Question

In Young's double slit experiment, the ratio of maximum and minimum intensities in the fringe system is 9:1. The ratio of amplitudes of coherent sources is

• A. 9:1
• B. 3:1
• C. 2:1
• D. 1:1

Hint:

In Young's double slit experiment, the intensity ratio between maximum and minimum fringes is related to the square of the amplitude ratio of the two sources.
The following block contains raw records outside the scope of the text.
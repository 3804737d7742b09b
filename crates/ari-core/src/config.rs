//! Pipeline configuration

use ari_backend::OrchestratorConfig;
use ari_review::ValidatorConfig;
use std::time::Duration;

/// Tuning knobs for the variant pipeline
#[derive(Debug, Clone)]
pub struct PipelineConfig {
    /// Target backend model identifier
    pub model_id: String,
    /// Generation attempts per job, regenerations included
    pub max_generation_attempts: u32,
    /// Concurrent jobs in the worker pool
    pub worker_concurrency: usize,
    /// Review SLA; exceeding it escalates priority once
    pub review_sla: Duration,
    /// Orchestrator configuration
    pub orchestrator: OrchestratorConfig,
    /// Validator thresholds
    pub validator: ValidatorConfig,
}

impl PipelineConfig {
    /// Create a configuration for the given model
    #[must_use]
    pub fn new(model_id: impl Into<String>) -> Self {
        Self {
            model_id: model_id.into(),
            max_generation_attempts: 3,
            worker_concurrency: 4,
            review_sla: Duration::from_secs(24 * 60 * 60),
            orchestrator: OrchestratorConfig::default(),
            validator: ValidatorConfig::default(),
        }
    }

    /// With generation attempt limit
    #[inline]
    #[must_use]
    pub fn with_max_generation_attempts(mut self, max: u32) -> Self {
        self.max_generation_attempts = max;
        self
    }

    /// With worker concurrency
    #[inline]
    #[must_use]
    pub fn with_worker_concurrency(mut self, workers: usize) -> Self {
        self.worker_concurrency = workers;
        self
    }

    /// With review SLA
    #[inline]
    #[must_use]
    pub fn with_review_sla(mut self, sla: Duration) -> Self {
        self.review_sla = sla;
        self
    }

    /// With orchestrator configuration
    #[inline]
    #[must_use]
    pub fn with_orchestrator(mut self, config: OrchestratorConfig) -> Self {
        self.orchestrator = config;
        self
    }

    /// With validator thresholds
    #[inline]
    #[must_use]
    pub fn with_validator(mut self, config: ValidatorConfig) -> Self {
        self.validator = config;
        self
    }
}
Use the formula \( \frac{I_{\text{max}}}{I_{\text{min}}} = \left( \frac{A_1 + A_2}{A_1 - A_2} \right)^2 \) to solve for the amplitude ratio.

Answer 1

The Correct Option is C

In Young's double slit experiment, the intensity of the interference fringes depends on the amplitudes of the coherent sources. 
The maximum intensity \( I_{\text{max}} \) and the minimum intensity \( I_{\text{min}} \) are related to the amplitudes \( A_1 \) and \( A_2 \) of the two waves as follows: \[ I_{\text{max}} = (A_1 + A_2)^2 \] \[ I_{\text{min}} = (A_1 - A_2)^2 \] The ratio of maximum and minimum intensities is given by: \[ \frac{I_{\text{max}}}{I_{\text{min}}} = \frac{(A_1 + A_2)^2}{(A_1 - A_2)^2} \] Given that the ratio of maximum and minimum intensities is 9:1, we have: \[ \frac{(A_1 + A_2)^2}{(A_1 - A_2)^2} = 9 \] Taking the square root of both sides: \[ \frac{A_1 + A_2}{A_1 - A_2} = 3 \] Solving for the ratio of the amplitudes: \[ A_1 + A_2 = 3(A_1 - A_2) \] Expanding and simplifying: \[ A_1 + A_2 = 3A_1 - 3A_2 \] \[ A_1 + A_2 - 3A_1 + 3A_2 = 0 \] \[ -2A_1 + 4A_2 = 0 \] \[ A_1 = 2A_2 \] 
Thus, the ratio of the amplitudes is \( A_1 : A_2 = 2:1 \). Therefore, the correct answer is: \[ \text{(C) } 2:1 \]